With this explanation, Wallace was able to help June and Jennifer.
She advocated for their case to be re-evaluated.
She also worked with the girls to start talking.
Having read their diaries, she was able to connect with
them in a way that no one else had. She saw them and she broke their silence. But Wallace's
explanation of the twin psychology doesn't totally explain everything. After 12 years in Broadmoor,
the twins were finally able to appeal for their release. Wallace visited them nearly every day, readying them for life back
on the outside. But she said that a few weeks before they were supposed to get out, the twins'
attitude turned dark. They'd made a new pact. They told Wallace that once they were released,
one of them was going to die. She had no idea what to make of this, and she tried just to
reassure the girls that everything's going to be fine, that they were both going to die. She had no idea what to make of this, and she tried just to reassure the girls
that everything's going to be fine, that they were both going to get their lives back. And she didn't
want to hear anything else about this death pact. 29-year-old June and Jennifer were released from
Broadmoor on March 9, 1993. The night before, Jennifer had been sick. She'd vomited twice after eating, but by
the morning she was feeling better. She had her usual breakfast, which was just a cup of tea and
a cigarette, and the twins packed their meager belongings, said goodbye to the friends they'd
made on the ward over the last decade, and then boarded a van to take them away from Broadmoor.
A few minutes into the journey, Jennifer laid her head
on June's shoulder, exhausted, and she drifted off to sleep. But when the van stopped and it was time
to get off, Jennifer wouldn't wake up. An ambulance arrived and took her to a hospital around 1 p.m.
By 6.15 p.m., she was gone, and the pact was fulfilled.
Some accounts of the Gibbons story insist that June murdered her sister, but there's no evidence to support that.

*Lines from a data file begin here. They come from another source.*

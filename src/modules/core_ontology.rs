// Copyright (c) 2025 Steve Wagner (ciroque@live.com)
// SPDX-License-Identifier: MIT

use async_trait::async_trait;
use serde::Deserialize;
use std::sync::Arc;

use crate::errors::{EngineError, PortError};
use crate::module::{
    Contribution, Contributions, ModuleContext, ModuleDefinition, ModuleDependencies, Ontology,
};
use crate::services::{ServiceKind, TriplePattern, TripleStoreService};
use crate::traits::{Module, Triple};

pub const CORE_ONTOLOGY_MODULE: &str = "core.ontology";

pub const LOOM_NAMESPACE: &str = "https://the-loom.dev/ontology/core#";
const RDF_TYPE: &str = "http://www.w3.org/1999/02/22-rdf-syntax-ns#type";
const OWL_CLASS: &str = "http://www.w3.org/2002/07/owl#Class";

const CORE_ONTOLOGY: &str = include_str!("core.ttl");
const CORE_CLASSES: [&str; 5] = ["Module", "Agent", "Workflow", "Integration", "Ontology"];

#[derive(Debug, Clone, Deserialize)]
#[serde(deny_unknown_fields)]
pub struct CoreOntologyConfiguration {
    /// Name the base ontology is stored under in the triple store.
    #[serde(default = "default_ontology_name")]
    pub ontology_name: String,
}

fn default_ontology_name() -> String {
    "loom-core".to_string()
}

/// Ships the engine's base ontology and a `schema.lookup` workflow over the
/// triple store.
pub struct CoreOntologyModule {
    configuration: CoreOntologyConfiguration,
    triple_store: Arc<TripleStoreService>,
    contributions: Contributions,
}

impl CoreOntologyModule {
    pub fn configuration(&self) -> &CoreOntologyConfiguration {
        &self.configuration
    }

    /// Every triple whose subject is `iri`. A compact `loom:` prefix is
    /// expanded.
    pub async fn lookup(&self, iri: &str) -> Result<Vec<Triple>, PortError> {
        let subject = match iri.strip_prefix("loom:") {
            Some(local) => format!("{}{}", LOOM_NAMESPACE, local),
            None => iri.to_string(),
        };
        self.triple_store
            .query(&TriplePattern::any().subject(subject))
            .await
    }
}

#[async_trait]
impl Module for CoreOntologyModule {
    fn name(&self) -> &str {
        CORE_ONTOLOGY_MODULE
    }

    fn contributions(&self) -> &Contributions {
        &self.contributions
    }

    async fn on_initialized(&mut self) -> Result<(), EngineError> {
        let classes: Vec<Triple> = CORE_CLASSES
            .iter()
            .map(|class| Triple::new(format!("{}{}", LOOM_NAMESPACE, class), RDF_TYPE, OWL_CLASS))
            .collect();
        self.triple_store.insert(&classes).await?;

        self.contributions.ontologies.push(Ontology::new(
            self.configuration.ontology_name.clone(),
            CORE_ONTOLOGY,
        ));
        self.contributions.workflows.push(Contribution::new(
            "schema.lookup",
            "Looks up every statement about an IRI in the triple store",
        ));
        Ok(())
    }
}

impl ModuleDefinition for CoreOntologyModule {
    const NAME: &'static str = CORE_ONTOLOGY_MODULE;

    type Configuration = CoreOntologyConfiguration;

    fn dependencies() -> ModuleDependencies {
        ModuleDependencies::new().service(ServiceKind::TripleStore)
    }

    fn new(context: ModuleContext<Self::Configuration>) -> Result<Self, EngineError> {
        Ok(Self {
            triple_store: context.services.triple_store()?,
            configuration: context.configuration,
            contributions: Contributions::default(),
        })
    }
}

In fact, Jennifer's cause of death is unknown even to this day.
Her heart simply stopped beating.
It could have been due to the medication that she was given at Broadmoor.
It could have been from the starvation pact.
Or it could have been that deep down, Jennifer knew that it was time to let her sister go.
It was time to let her live on her own. And that the only way June could really do that was if Jennifer was gone.
June was initially destroyed by the grief of losing her twin.
But eventually, she was able to acclimate to society.
She started talking. She now goes by her middle name, Allison, because she felt that June came
with too much bad luck. In an interview seven years after her release, she said that she visits
her sister's grave every Tuesday. One of June's poems is inscribed on the headstone. We once were two.
We two made one.
We no more two.
Though life be one. Thanks for listening.